People it should always be 100% free for : Children, Pregnant Women, The unemployed, chronically ill people, people below the poverty line, pensioners. Probably some I’m forgetting. (And yes, I appreciate those cohort groups probably use GP’s most).
Interestingly the Kings Fund found that with prescriptions, the exemptions often end up cost more money as there are so many of them and the system is convoluted. They worked out that if you got rid of the exemptions instead of some paying 9.90, everyone would pay a standard 2.50.
 
Generic drugs are cheap, much much cheaper than those drugs still under patent. Look at Ibruprofen for example, nurofen cost 5.80 where as Boots own brand is 1.70.

The money in pharmaceuticals is made on drugs under patent protection and companies charge outrageous prices for them. So I guess what Pogue is saying is that to set up that company, manufacture and distribute those generic drugs will cost more than the revenue you get for them internationally. The real scandal here is that companies are allowed to charge such high prices for drugs they have the patent for. I know people argue that Research etc is a pricey business, but maybe this should be the business of government rather than companies whose priority is making money for shareholders.

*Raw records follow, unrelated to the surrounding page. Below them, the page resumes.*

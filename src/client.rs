//! JSON-RPC client handle

use alloy::network::EthereumWallet;
use alloy_primitives::Address;
use alloy_provider::{DynProvider, Provider, ProviderBuilder};
use tracing::{debug, info};

use crate::config::Credentials;
use crate::error::{LoaderError, Result};

/// HTTP provider bound to one endpoint, optionally carrying a wallet.
///
/// Building it performs no network I/O; an unreachable node only shows up on the
/// first request.
#[derive(Clone)]
pub struct ChainClient {
    rpc_url: reqwest::Url,
    provider: DynProvider,
    signer_address: Option<Address>,
}

impl ChainClient {
    pub fn new(rpc_url: &str) -> Result<Self> {
        let rpc_url: reqwest::Url = rpc_url
            .parse()
            .map_err(|e| LoaderError::Configuration(format!("Invalid RPC URL {}: {}", rpc_url, e)))?;

        let provider = ProviderBuilder::new()
            .connect_http(rpc_url.clone())
            .erased();

        debug!("Client bound to {}", rpc_url);

        Ok(Self {
            rpc_url,
            provider,
            signer_address: None,
        })
    }

    /// Rebuild the provider with a wallet derived from the private key
    pub fn with_signer(self, credentials: &Credentials) -> Result<Self> {
        let signer = credentials.signer()?;
        let signer_address = signer.address();

        let provider = ProviderBuilder::new()
            .wallet(EthereumWallet::from(signer))
            .connect_http(self.rpc_url.clone())
            .erased();

        info!("Signer attached: {:?}", signer_address);

        Ok(Self {
            rpc_url: self.rpc_url,
            provider,
            signer_address: Some(signer_address),
        })
    }

    pub fn provider(&self) -> &DynProvider {
        &self.provider
    }

    pub fn rpc_url(&self) -> &reqwest::Url {
        &self.rpc_url
    }

    pub fn signer_address(&self) -> Option<Address> {
        self.signer_address
    }

    /// Check connection to the RPC endpoint
    pub async fn check_connection(&self) -> Result<u64> {
        let block_number = self.provider
            .get_block_number()
            .await
            .map_err(|e| LoaderError::Provider(format!("Failed to get block number: {}", e)))?;

        Ok(block_number)
    }

    pub async fn chain_id(&self) -> Result<u64> {
        self.provider
            .get_chain_id()
            .await
            .map_err(|e| LoaderError::Provider(format!("Failed to get chain id: {}", e)))
    }
}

Would you not say there is a reason that those generic drugs are still manufactured and sold within our capitalist system? Obviously the upfront costs of setting up the manufacturing facilities would be high but eventually it would turn a profit and provide great relief to the healthcare budget. We're talking about healthcare, we should be taking a long term approach to it, I feel a lot of people are becoming more and more short sighted.

Your last point about governments taking the reigns on research I believe was part of the same policy.